Data excerpts:
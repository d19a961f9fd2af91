use std::path::PathBuf;

use cadence_core::{CadenceConfig, CadenceError, SizeConfig};
use cadence_difflens::files::FileDiff;
use cadence_difflens::filter::{DiffFilter, SkippedFile};
use cadence_difflens::parser::parse_hunks;
use cadence_difflens::size::{measure_files, SizeReport};
use cadence_lifecycle::classify::{classify, MergeRequestMetrics};
use cadence_lifecycle::event::{
    decode_events, sort_events, sort_notes, MergeRequestAuthor, MergeRequestNote,
    RawTimelineEvent, TimelineEvent,
};
use rayon::prelude::*;
use serde::{Deserialize, Serialize};
use tracing::{debug, warn};

/// One file's diff body as extracted from the forge.
#[derive(Debug, Clone, PartialEq, Eq, Serialize, Deserialize)]
#[serde(rename_all = "camelCase")]
pub struct FileDiffInput {
    /// Repository-relative path.
    pub path: PathBuf,
    /// Hunk section of the file's unified diff.
    #[serde(default)]
    pub diff: String,
}

/// Everything the transform stage needs for one merge request.
///
/// Timeline events may arrive already typed (`events`), as stored rows
/// (`rawEvents`), or both; rows are decoded and appended.
///
/// # Examples
///
/// ```
/// use cadence_transform::pipeline::MergeRequestInput;
///
/// let input: MergeRequestInput = serde_json::from_str(r#"{
///     "id": "mr-1",
///     "author": {"externalId": "1", "createdAt": "2024-03-01T09:00:00Z"},
///     "rawEvents": [{"type": "committed", "timestamp": "2024-03-01T09:10:00Z", "actorId": "1"}]
/// }"#).unwrap();
/// assert!(input.notes.is_empty());
/// assert_eq!(input.raw_events.len(), 1);
/// ```
#[derive(Debug, Clone, Serialize, Deserialize)]
#[serde(rename_all = "camelCase")]
pub struct MergeRequestInput {
    /// Merge request identifier, echoed in the report.
    pub id: String,
    /// Who opened the merge request.
    pub author: MergeRequestAuthor,
    /// Review notes.
    #[serde(default)]
    pub notes: Vec<MergeRequestNote>,
    /// Typed timeline events.
    #[serde(default)]
    pub events: Vec<TimelineEvent>,
    /// Stored timeline rows still to be decoded.
    #[serde(default)]
    pub raw_events: Vec<RawTimelineEvent>,
    /// Per-file diffs.
    #[serde(default)]
    pub files: Vec<FileDiffInput>,
}

/// Derived output row for one merge request.
#[derive(Debug, Clone, Serialize)]
#[serde(rename_all = "camelCase")]
pub struct MergeRequestReport {
    /// Merge request identifier.
    pub id: String,
    /// Lifecycle timestamps and review signals.
    pub metrics: MergeRequestMetrics,
    /// Size of the files that count towards metrics.
    pub size: SizeReport,
    /// Files left out of the size figures.
    pub skipped: Vec<SkippedFile>,
}

/// Transform orchestrator.
///
/// Decodes and orders the timeline, classifies it, then filters, parses,
/// and measures the merge request's files.
///
/// # Examples
///
/// ```
/// use cadence_core::CadenceConfig;
/// use cadence_transform::pipeline::{MergeRequestInput, Pipeline};
///
/// let input: MergeRequestInput = serde_json::from_str(r#"{
///     "id": "mr-7",
///     "author": {"externalId": "1", "createdAt": "2024-03-01T09:00:00Z"},
///     "files": [{"path": "src/lib.rs", "diff": "@@ -1 +1,2 @@\n fn a() {}\n+fn b() {}"}]
/// }"#).unwrap();
///
/// let report = Pipeline::new(&CadenceConfig::default()).run(input).unwrap();
/// assert_eq!(report.id, "mr-7");
/// assert_eq!(report.size.overall.additions, 1);
/// assert!(report.metrics.started_coding_at.is_none());
/// ```
pub struct Pipeline {
    filter: DiffFilter,
    size: SizeConfig,
    threads: Option<usize>,
}

impl Pipeline {
    /// Create a pipeline from loaded configuration.
    pub fn new(config: &CadenceConfig) -> Self {
        Self {
            filter: DiffFilter::from_config(&config.diff),
            size: config.size.clone(),
            threads: config.batch.threads,
        }
    }

    /// Transform one merge request.
    ///
    /// # Errors
    ///
    /// Returns [`CadenceError::InvalidEvent`] if a stored timeline row cannot
    /// be decoded, or [`CadenceError::Diff`] naming the file whose diff has a
    /// malformed hunk header.
    pub fn run(&self, input: MergeRequestInput) -> Result<MergeRequestReport, CadenceError> {
        let MergeRequestInput {
            id,
            author,
            mut notes,
            mut events,
            raw_events,
            files,
        } = input;

        debug!(
            id = %id,
            notes = notes.len(),
            events = events.len(),
            raw_events = raw_events.len(),
            files = files.len(),
            "transforming merge request"
        );

        events.extend(decode_events(raw_events)?);
        sort_events(&mut events);
        sort_notes(&mut notes);
        let metrics = classify(&author, &notes, &events);

        let (diffs, skipped) = self.parse_files(files)?;
        let size = measure_files(&diffs, &self.size);

        debug!(
            id = %id,
            review_depth = metrics.review_depth,
            label = %size.label,
            "merge request transformed"
        );

        Ok(MergeRequestReport {
            id,
            metrics,
            size,
            skipped,
        })
    }

    /// Transform many merge requests in parallel.
    ///
    /// Results are returned in input order; one merge request failing does
    /// not affect the others. Uses a dedicated pool when `[batch] threads` is
    /// set, otherwise rayon's global pool.
    pub fn run_batch(
        &self,
        inputs: Vec<MergeRequestInput>,
    ) -> Vec<Result<MergeRequestReport, CadenceError>> {
        let Some(threads) = self.threads else {
            return self.run_parallel(inputs);
        };

        match rayon::ThreadPoolBuilder::new().num_threads(threads).build() {
            Ok(pool) => pool.install(|| self.run_parallel(inputs)),
            Err(e) => {
                warn!(error = %e, threads, "falling back to the global thread pool");
                self.run_parallel(inputs)
            }
        }
    }

    fn run_parallel(
        &self,
        inputs: Vec<MergeRequestInput>,
    ) -> Vec<Result<MergeRequestReport, CadenceError>> {
        inputs.into_par_iter().map(|input| self.run(input)).collect()
    }

    fn parse_files(
        &self,
        files: Vec<FileDiffInput>,
    ) -> Result<(Vec<FileDiff>, Vec<SkippedFile>), CadenceError> {
        let mut kept = Vec::with_capacity(files.len());
        let mut skipped = Vec::new();

        for file in files {
            if let Some(reason) = self.filter.skip_reason(&file.path, &file.diff) {
                warn!(path = %file.path.display(), %reason, "skipping file");
                skipped.push(SkippedFile {
                    path: file.path,
                    reason,
                });
                continue;
            }

            let hunks = parse_hunks(&file.diff)
                .map_err(|e| e.in_file(file.path.display().to_string()))?;
            debug!(path = %file.path.display(), hunks = hunks.len(), "parsed file diff");

            kept.push(FileDiff {
                old_path: file.path.clone(),
                new_path: file.path,
                hunks,
                is_new_file: false,
                is_deleted_file: false,
                is_rename: false,
            });
        }

        Ok((kept, skipped))
    }
}

#[cfg(test)]
mod tests {
    use super::*;
    use cadence_core::{BatchConfig, DiffConfig};
    use cadence_difflens::filter::SkipReason;
    use cadence_difflens::size::SizeLabel;
    use cadence_lifecycle::event::ReviewState;
    use chrono::DateTime;
    use pretty_assertions::assert_eq;

    fn at(secs: i64) -> cadence_core::Timestamp {
        DateTime::from_timestamp(secs, 0).unwrap()
    }

    fn input(id: &str) -> MergeRequestInput {
        MergeRequestInput {
            id: id.into(),
            author: MergeRequestAuthor {
                external_id: "1".into(),
                created_at: at(0),
            },
            notes: Vec::new(),
            events: Vec::new(),
            raw_events: Vec::new(),
            files: Vec::new(),
        }
    }

    fn file(path: &str, diff: &str) -> FileDiffInput {
        FileDiffInput {
            path: PathBuf::from(path),
            diff: diff.into(),
        }
    }

    fn raw(kind: &str, secs: i64, actor: &str, data: Option<&str>) -> RawTimelineEvent {
        RawTimelineEvent {
            kind: kind.into(),
            timestamp: at(secs),
            actor_id: Some(actor.into()),
            data: data.map(String::from),
        }
    }

    #[test]
    fn typed_and_raw_events_are_merged_and_sorted() {
        let mut mr = input("mr-1");
        mr.events = vec![TimelineEvent::Merged {
            timestamp: at(40),
            actor_id: "1".into(),
        }];
        mr.raw_events = vec![
            raw("reviewed", 30, "4", Some(r#"{"state":"APPROVED"}"#)),
            raw("committed", 10, "1", None),
        ];

        let report = Pipeline::new(&CadenceConfig::default()).run(mr).unwrap();
        assert_eq!(report.metrics.started_coding_at, Some(at(10)));
        assert_eq!(report.metrics.started_pickup_at, Some(at(10)));
        assert_eq!(report.metrics.started_review_at, Some(at(30)));
        assert_eq!(report.metrics.review_depth, 1);
        assert!(report.metrics.approved);
    }

    #[test]
    fn notes_are_sorted_before_classifying() {
        let mut mr = input("mr-2");
        mr.notes = vec![
            MergeRequestNote {
                external_id: "b".into(),
                created_at: at(50),
                author_external_id: "3".into(),
            },
            MergeRequestNote {
                external_id: "a".into(),
                created_at: at(20),
                author_external_id: "3".into(),
            },
        ];
        mr.events = vec![TimelineEvent::Reviewed {
            timestamp: at(30),
            actor_id: "3".into(),
            state: ReviewState::Commented,
        }];

        let report = Pipeline::new(&CadenceConfig::default()).run(mr).unwrap();
        assert_eq!(report.metrics.started_review_at, Some(at(20)));
        assert_eq!(report.metrics.review_depth, 3);
    }

    #[test]
    fn undecodable_row_fails_the_merge_request() {
        let mut mr = input("mr-3");
        mr.raw_events = vec![raw("reviewed", 30, "4", Some("not json"))];
        let err = Pipeline::new(&CadenceConfig::default()).run(mr).unwrap_err();
        assert!(matches!(err, CadenceError::InvalidEvent(_)));
    }

    #[test]
    fn files_are_filtered_parsed_and_measured() {
        let mut mr = input("mr-4");
        mr.files = vec![
            file("Cargo.lock", "@@ -1 +1 @@\n-a\n+b"),
            file("src/lib.rs", "@@ -1,2 +1,2 @@\n-old\n+new\n ctx"),
            file("src/new.rs", "@@ -0,0 +1,2 @@\n+one\n+two"),
        ];

        let report = Pipeline::new(&CadenceConfig::default()).run(mr).unwrap();
        assert_eq!(
            report.skipped,
            vec![SkippedFile {
                path: PathBuf::from("Cargo.lock"),
                reason: SkipReason::LockFile,
            }]
        );
        assert_eq!(report.size.per_file.len(), 2);
        assert_eq!(report.size.overall.edits, 1);
        assert_eq!(report.size.overall.pure_additions, 2);
        assert_eq!(report.size.overall.effective_lines, 3);
        assert_eq!(report.size.label, SizeLabel::Xs);
    }

    #[test]
    fn configured_extensions_are_skipped() {
        let config = CadenceConfig {
            diff: DiffConfig {
                skip_extensions: vec!["md".into()],
                ..DiffConfig::default()
            },
            ..CadenceConfig::default()
        };
        let mut mr = input("mr-5");
        mr.files = vec![file("README.md", "@@ -1 +1 @@\n-a\n+b")];

        let report = Pipeline::new(&config).run(mr).unwrap();
        assert!(report.size.per_file.is_empty());
        assert_eq!(report.skipped[0].reason, SkipReason::PatternMatch("*.md".into()));
    }

    #[test]
    fn malformed_diff_names_the_file() {
        let mut mr = input("mr-6");
        mr.files = vec![file("src/broken.rs", "@@ garbage @@\n+x")];
        let err = Pipeline::new(&CadenceConfig::default()).run(mr).unwrap_err();
        match err {
            CadenceError::Diff { path, source } => {
                assert_eq!(path, "src/broken.rs");
                assert!(matches!(*source, CadenceError::MalformedHunkHeader(_)));
            }
            other => panic!("unexpected error: {other:?}"),
        }
    }

    #[test]
    fn batch_preserves_order_and_isolates_failures() {
        let mut broken = input("bad");
        broken.files = vec![file("x.rs", "@@ nope @@")];
        let inputs = vec![input("a"), broken, input("c")];

        let results = Pipeline::new(&CadenceConfig::default()).run_batch(inputs);
        assert_eq!(results.len(), 3);
        assert_eq!(results[0].as_ref().unwrap().id, "a");
        assert!(results[1].is_err());
        assert_eq!(results[2].as_ref().unwrap().id, "c");
    }

    #[test]
    fn batch_with_dedicated_pool() {
        let config = CadenceConfig {
            batch: BatchConfig { threads: Some(2) },
            ..CadenceConfig::default()
        };
        let inputs: Vec<_> = (0..16).map(|i| input(&format!("mr-{i}"))).collect();

        let ids: Vec<String> = Pipeline::new(&config)
            .run_batch(inputs)
            .into_iter()
            .map(|result| result.unwrap().id)
            .collect();
        let expected: Vec<String> = (0..16).map(|i| format!("mr-{i}")).collect();
        assert_eq!(ids, expected);
    }

    #[test]
    fn report_serializes_camel_case() {
        let report = Pipeline::new(&CadenceConfig::default())
            .run(input("mr-8"))
            .unwrap();
        let json = serde_json::to_value(&report).unwrap();
        assert_eq!(json["id"], "mr-8");
        assert_eq!(json["metrics"]["reviewDepth"], 0);
        assert_eq!(json["size"]["label"], "xs");
        assert!(json["size"]["perFile"].as_array().unwrap().is_empty());
    }
}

- _Your assignment_:
Locate and copy each line in the data above that includes the word "kind".

- _Solution to this task_:
    fn raw(kind: &str, secs: i64, actor: &str, data: Option<&str>) -> RawTimelineEvent {
            kind: kind.into(),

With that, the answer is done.